◆ WHAT IS NEEDED: Find the string "exists" in the data, then copy every line where it is found.

#### DATA FOR PROCESSING ####

use super::write_atomic;
use crate::domain::ml::snapshot::Snapshot;
use anyhow::{Context, Result};
use chrono::NaiveDate;
use serde::{Deserialize, Serialize};
use std::collections::BTreeMap;
use std::fs;
use std::path::{Path, PathBuf};
use tracing::info;

pub const SNAPSHOT_FILE: &str = "info.json";

/// On-disk layout: `{"symbol": .., "Dates": [..], "<column>": [..], ..}`.
/// Non-finite values are stored as `null`.
#[derive(Debug, Serialize, Deserialize)]
struct SnapshotFile {
    symbol: String,
    #[serde(rename = "Dates")]
    dates: Vec<NaiveDate>,
    #[serde(flatten)]
    columns: BTreeMap<String, Vec<Option<f64>>>,
}

impl From<&Snapshot> for SnapshotFile {
    fn from(snapshot: &Snapshot) -> Self {
        let columns = snapshot
            .columns()
            .iter()
            .map(|(name, values)| {
                let stored = values
                    .iter()
                    .map(|v| if v.is_finite() { Some(*v) } else { None })
                    .collect();
                (name.clone(), stored)
            })
            .collect();

        Self {
            symbol: snapshot.symbol().to_string(),
            dates: snapshot.dates().to_vec(),
            columns,
        }
    }
}

impl SnapshotFile {
    fn into_snapshot(self) -> Result<Snapshot> {
        let columns = self
            .columns
            .into_iter()
            .map(|(name, values)| {
                let restored = values.into_iter().map(|v| v.unwrap_or(f64::NAN)).collect();
                (name, restored)
            })
            .collect();
        Ok(Snapshot::new(self.symbol, self.dates, columns)?)
    }
}

/// JSON persistence of a feature snapshot.
pub struct SnapshotStore {
    file_path: PathBuf,
}

impl SnapshotStore {
    pub fn new(file_path: impl Into<PathBuf>) -> Self {
        Self {
            file_path: file_path.into(),
        }
    }

    /// `<data_dir>/<SYMBOL>/info.json`
    pub fn for_symbol(data_dir: impl AsRef<Path>, symbol: &str) -> Self {
        Self::new(data_dir.as_ref().join(symbol).join(SNAPSHOT_FILE))
    }

    pub fn path(&self) -> &Path {
        &self.file_path
    }

    pub fn exists(&self) -> bool {
        self.file_path.exists()
    }

    pub fn load(&self) -> Result<Snapshot> {
        let content = fs::read_to_string(&self.file_path)
            .with_context(|| format!("Failed to read snapshot file {:?}", self.file_path))?;
        let file: SnapshotFile =
            serde_json::from_str(&content).context("Failed to parse snapshot JSON")?;
        let snapshot = file
            .into_snapshot()
            .with_context(|| format!("Invalid snapshot in {:?}", self.file_path))?;

        info!(
            "Loaded snapshot of {} ({} rows, {} columns) from {:?}",
            snapshot.symbol(),
            snapshot.len(),
            snapshot.columns().len(),
            self.file_path
        );
        Ok(snapshot)
    }

    pub fn save(&self, snapshot: &Snapshot) -> Result<()> {
        let content = serde_json::to_string(&SnapshotFile::from(snapshot))
            .context("Failed to serialize snapshot")?;
        write_atomic(&self.file_path, &content)?;

        info!(
            "Saved snapshot of {} ({} rows) to {:?}",
            snapshot.symbol(),
            snapshot.len(),
            self.file_path
        );
        Ok(())
    }
}

#[cfg(test)]
mod tests {
    use super::*;
    use crate::domain::ports::SnapshotSource;
    use crate::infrastructure::persistence::test_support::temp_dir;

    fn d(day: u32) -> NaiveDate {
        NaiveDate::from_ymd_opt(2023, 6, day).unwrap()
    }

    #[test]
    fn test_round_trip_is_bitwise_and_keeps_nan() {
        let dir = temp_dir("snapshot");
        let mut columns = BTreeMap::new();
        columns.insert("Close".to_string(), vec![179.58, 180.0 / 7.0, 0.1 + 0.2]);
        columns.insert("RSI".to_string(), vec![f64::NAN, 100.0, 33.333333333333336]);
        let snapshot = Snapshot::new("AAPL", vec![d(5), d(6), d(7)], columns).unwrap();

        let store = SnapshotStore::for_symbol(&dir, "AAPL");
        store.save(&snapshot).unwrap();
        let loaded = store.load().unwrap();

        assert_eq!(loaded.symbol(), "AAPL");
        assert_eq!(loaded.dates(), snapshot.dates());
        for (name, values) in snapshot.columns() {
            let reloaded = loaded.column(name).unwrap();
            for (a, b) in values.iter().zip(reloaded) {
                assert!(a.to_bits() == b.to_bits() || (a.is_nan() && b.is_nan()));
            }
        }
        assert!(loaded.column("RSI").unwrap()[0].is_nan());
        assert_eq!(loaded.position(d(6)).unwrap(), 1);

        std::fs::remove_dir_all(dir).ok();
    }

    #[test]
    fn test_file_layout_uses_dates_key() {
        let dir = temp_dir("snapshot-layout");
        let mut columns = BTreeMap::new();
        columns.insert("Close".to_string(), vec![1.5]);
        let snapshot = Snapshot::new("AAPL", vec![d(5)], columns).unwrap();

        let store = SnapshotStore::for_symbol(&dir, "AAPL");
        store.save(&snapshot).unwrap();
        let raw: serde_json::Value =
            serde_json::from_str(&std::fs::read_to_string(store.path()).unwrap()).unwrap();

        assert_eq!(raw["Dates"][0], "2023-06-05");
        assert_eq!(raw["Close"][0], 1.5);
        assert!(!store.path().with_extension("tmp").exists());

        std::fs::remove_dir_all(dir).ok();
    }

    #[test]
    fn test_missing_file_is_an_error() {
        let dir = temp_dir("snapshot-missing");
        let store = SnapshotStore::for_symbol(&dir, "MSFT");
        assert!(!store.exists());
        assert!(store.load().is_err());
        std::fs::remove_dir_all(dir).ok();
    }
}
use crate::domain::errors::FeatureError;
use crate::domain::ml::feature_matrix::FeatureMatrix;
use ndarray::{Array1, Array2, Array3, ArrayView2, Axis, s};

/// Supervised pair: `num_days` consecutive rows and the next row's first column.
#[derive(Debug, Clone, PartialEq)]
pub struct Sequence {
    pub start: usize,
    pub x: Array2<f64>,
    pub y: f64,
}

/// Slices a feature matrix into training sequences.
#[derive(Debug, Clone, Copy)]
pub struct SequenceWindower {
    num_days: usize,
}

impl SequenceWindower {
    pub fn new(num_days: usize) -> Self {
        Self { num_days }
    }

    pub fn num_days(&self) -> usize {
        self.num_days
    }

    /// Lazily yields the `R - L` pairs of an `R`-row matrix.
    pub fn sequences<'a>(&self, matrix: &'a FeatureMatrix) -> Result<Sequences<'a>, FeatureError> {
        let rows = matrix.nrows();
        let required = self.num_days + 1;
        if self.num_days == 0 || rows < required || matrix.ncols() == 0 {
            return Err(FeatureError::DataInsufficient {
                rows,
                required: required.max(2),
            });
        }

        Ok(Sequences {
            values: matrix.values().view(),
            num_days: self.num_days,
            next: 0,
            end: rows - self.num_days,
        })
    }

    /// All pairs stacked as `(X [R-L, L, C], y [R-L])`.
    pub fn to_arrays(
        &self,
        matrix: &FeatureMatrix,
    ) -> Result<(Array3<f64>, Array1<f64>), FeatureError> {
        let sequences = self.sequences(matrix)?;
        let count = sequences.len();
        let mut x = Array3::zeros((count, self.num_days, matrix.ncols()));
        let mut y = Array1::zeros(count);

        for (i, seq) in sequences.enumerate() {
            x.index_axis_mut(Axis(0), i).assign(&seq.x);
            y[i] = seq.y;
        }
        Ok((x, y))
    }
}

pub struct Sequences<'a> {
    values: ArrayView2<'a, f64>,
    num_days: usize,
    next: usize,
    end: usize,
}

impl Iterator for Sequences<'_> {
    type Item = Sequence;

    fn next(&mut self) -> Option<Self::Item> {
        if self.next >= self.end {
            return None;
        }
        let start = self.next;
        self.next += 1;

        Some(Sequence {
            start,
            x: self.values.slice(s![start..start + self.num_days, ..]).to_owned(),
            y: self.values[[start + self.num_days, 0]],
        })
    }

    fn size_hint(&self) -> (usize, Option<usize>) {
        let remaining = self.end - self.next;
        (remaining, Some(remaining))
    }
}

impl ExactSizeIterator for Sequences<'_> {}
use crate::application::indicators::moving_average::{ema, rolling_mean, window_mean};
use crate::domain::errors::FeatureError;
use crate::domain::ml::feature_registry::{EMA_FAST_SPAN, EMA_SLOW_SPAN, SIGNAL_WINDOW};

/// MACD family of series, all aligned with the input closes.
#[derive(Debug, Clone, PartialEq)]
pub struct MacdSeries {
    pub ema_fast: Vec<f64>,
    pub ema_slow: Vec<f64>,
    pub macd: Vec<f64>,
    pub signal: Vec<f64>,
    pub histogram: Vec<f64>,
}

/// Signal line value for the trailing MACD window.
pub fn signal_at(macd_window: &[f64]) -> f64 {
    window_mean(macd_window)
}

pub fn macd(closes: &[f64]) -> Result<MacdSeries, FeatureError> {
    let ema_fast = ema(closes, EMA_FAST_SPAN)?;
    let ema_slow = ema(closes, EMA_SLOW_SPAN)?;
    let macd: Vec<f64> = ema_fast.iter().zip(&ema_slow).map(|(f, s)| f - s).collect();
    let signal = rolling_mean(&macd, SIGNAL_WINDOW);
    let histogram = macd.iter().zip(&signal).map(|(m, s)| m - s).collect();

    Ok(MacdSeries {
        ema_fast,
        ema_slow,
        macd,
        signal,
        histogram,
    })
}
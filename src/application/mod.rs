// Indicator library
pub mod indicators;

// Market data processing
pub mod market_data;

// Feature derivation and incremental carry
pub mod feature_engineering_service;

// Rolling window, acquisition sources, training sequences
pub mod ml;

// Wiring from configuration
pub mod bootstrap;
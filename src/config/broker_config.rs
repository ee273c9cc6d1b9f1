//! Online data source configuration parsed from environment variables.

use anyhow::{Context, Result};
use std::env;

/// Alpaca market data API configuration
#[derive(Debug, Clone, Default)]
pub struct AlpacaConfig {
    pub api_key: String,
    pub secret_key: String,
    pub data_url: String,
}

impl AlpacaConfig {
    pub fn from_env() -> Self {
        Self {
            api_key: env::var("ALPACA_API_KEY").unwrap_or_default(),
            secret_key: env::var("ALPACA_SECRET_KEY").unwrap_or_default(),
            data_url: env::var("ALPACA_DATA_URL")
                .unwrap_or_else(|_| "https://data.alpaca.markets".to_string()),
        }
    }

    pub fn has_credentials(&self) -> bool {
        !self.api_key.is_empty() && !self.secret_key.is_empty()
    }
}

/// Transport settings shared by HTTP-backed sources
#[derive(Debug, Clone, Copy, PartialEq, Eq)]
pub struct HttpSettings {
    pub timeout_secs: u64,
    pub max_retries: u32,
}

impl Default for HttpSettings {
    fn default() -> Self {
        Self {
            timeout_secs: 30,
            max_retries: 3,
        }
    }
}

impl HttpSettings {
    pub fn from_env() -> Result<Self> {
        let defaults = Self::default();
        Ok(Self {
            timeout_secs: env::var("HTTP_TIMEOUT_SECS")
                .unwrap_or_else(|_| defaults.timeout_secs.to_string())
                .parse::<u64>()
                .context("Failed to parse HTTP_TIMEOUT_SECS")?,
            max_retries: env::var("HTTP_MAX_RETRIES")
                .unwrap_or_else(|_| defaults.max_retries.to_string())
                .parse::<u32>()
                .context("Failed to parse HTTP_MAX_RETRIES")?,
        })
    }
}

#[cfg(test)]
mod tests {
    use super::*;

    #[test]
    fn test_alpaca_config_defaults() {
        let config = AlpacaConfig::from_env();
        assert!(config.data_url.contains("alpaca.markets"));
    }

    #[test]
    fn test_http_settings_defaults() {
        let settings = HttpSettings::default();
        assert_eq!(settings.timeout_secs, 30);
        assert_eq!(settings.max_retries, 3);
    }
}
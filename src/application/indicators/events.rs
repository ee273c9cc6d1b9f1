use crate::domain::market::earnings::EarningsEvents;
use chrono::NaiveDate;

/// Earnings surprise aligned to each row date; 0 on days without an announcement.
pub fn earnings_diff(dates: &[NaiveDate], events: &EarningsEvents) -> Vec<f64> {
    dates.iter().map(|d| events.surprise_on(*d)).collect()
}

#[cfg(test)]
mod tests {
    use super::*;

    #[test]
    fn test_surprise_only_on_announcement_day() {
        let d = |day| NaiveDate::from_ymd_opt(2023, 8, day).unwrap();
        let events = EarningsEvents::from_pairs(&[d(3), d(6)], &[1.25, -0.4]).unwrap();

        // the 6th is a Sunday with no row, so it never shows up
        let out = earnings_diff(&[d(2), d(3), d(4), d(7)], &events);
        assert_eq!(out, vec![0.0, 1.25, 0.0, 0.0]);
    }
}
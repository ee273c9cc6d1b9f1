use crate::domain::errors::FeatureError;
use chrono::NaiveDate;
use rust_decimal::Decimal;
use rust_decimal::prelude::ToPrimitive;
use serde::{Deserialize, Serialize};

/// One daily OHLCV bar.
#[derive(Debug, Clone, PartialEq, Serialize, Deserialize)]
pub struct Candle {
    pub symbol: String,
    pub date: NaiveDate,
    pub open: Decimal,
    pub high: Decimal,
    pub low: Decimal,
    pub close: Decimal,
    pub volume: Decimal,
}

impl Candle {
    /// Rejects bars that are physically impossible.
    pub fn validate(&self) -> Result<(), FeatureError> {
        if self.open <= Decimal::ZERO
            || self.high <= Decimal::ZERO
            || self.low <= Decimal::ZERO
            || self.close <= Decimal::ZERO
        {
            return Err(FeatureError::MalformedSeries {
                reason: format!(
                    "{} bar on {} has non-positive price component(s)",
                    self.symbol, self.date
                ),
            });
        }

        if self.low > self.high {
            return Err(FeatureError::MalformedSeries {
                reason: format!(
                    "{} bar on {} has low {} > high {}",
                    self.symbol, self.date, self.low, self.high
                ),
            });
        }

        if self.volume < Decimal::ZERO {
            return Err(FeatureError::MalformedSeries {
                reason: format!(
                    "{} bar on {} has negative volume {}",
                    self.symbol, self.date, self.volume
                ),
            });
        }

        Ok(())
    }

    pub fn close_f64(&self) -> Result<f64, FeatureError> {
        decimal_to_f64(self.close, "close", self.date)
    }

    pub fn volume_f64(&self) -> Result<f64, FeatureError> {
        decimal_to_f64(self.volume, "volume", self.date)
    }
}

fn decimal_to_f64(value: Decimal, field: &str, date: NaiveDate) -> Result<f64, FeatureError> {
    value
        .to_f64()
        .filter(|v| v.is_finite())
        .ok_or_else(|| FeatureError::MalformedSeries {
            reason: format!("{} {} on {} is not representable as f64", field, value, date),
        })
}

/// Date-indexed daily bars for one instrument.
///
/// Dates are strictly increasing and every bar passes [`Candle::validate`].
#[derive(Debug, Clone, PartialEq)]
pub struct RawSeries {
    symbol: String,
    candles: Vec<Candle>,
}

impl RawSeries {
    pub fn new(symbol: impl Into<String>, candles: Vec<Candle>) -> Result<Self, FeatureError> {
        let symbol = symbol.into();

        for candle in &candles {
            candle.validate()?;
            if candle.symbol != symbol {
                return Err(FeatureError::MalformedSeries {
                    reason: format!(
                        "bar for {} on {} in a {} series",
                        candle.symbol, candle.date, symbol
                    ),
                });
            }
        }

        if let Some(pair) = candles.windows(2).find(|w| w[1].date <= w[0].date) {
            return Err(FeatureError::MalformedSeries {
                reason: format!(
                    "dates must be strictly increasing: {} followed by {}",
                    pair[0].date, pair[1].date
                ),
            });
        }

        Ok(Self { symbol, candles })
    }

    pub fn symbol(&self) -> &str {
        &self.symbol
    }

    pub fn candles(&self) -> &[Candle] {
        &self.candles
    }

    pub fn len(&self) -> usize {
        self.candles.len()
    }

    pub fn is_empty(&self) -> bool {
        self.candles.is_empty()
    }

    pub fn first_date(&self) -> Option<NaiveDate> {
        self.candles.first().map(|c| c.date)
    }

    pub fn last_date(&self) -> Option<NaiveDate> {
        self.candles.last().map(|c| c.date)
    }

    pub fn dates(&self) -> Vec<NaiveDate> {
        self.candles.iter().map(|c| c.date).collect()
    }

    pub fn closes(&self) -> Result<Vec<f64>, FeatureError> {
        self.candles.iter().map(Candle::close_f64).collect()
    }

    pub fn volumes(&self) -> Result<Vec<f64>, FeatureError> {
        self.candles.iter().map(Candle::volume_f64).collect()
    }

    /// First bar dated after `date`.
    pub fn first_after(&self, date: NaiveDate) -> Option<&Candle> {
        let index = self.candles.partition_point(|c| c.date <= date);
        self.candles.get(index)
    }

    /// The bars up to and including `date`.
    pub fn through(&self, date: NaiveDate) -> Self {
        let end = self.candles.partition_point(|c| c.date <= date);
        Self {
            symbol: self.symbol.clone(),
            candles: self.candles[..end].to_vec(),
        }
    }
}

####

◆ OUTPUT FOR THIS EXERCISE:
    pub fn exists(&self) -> bool {
        self.file_path.exists()
        assert!(!store.path().with_extension("tmp").exists());
        assert!(!store.exists());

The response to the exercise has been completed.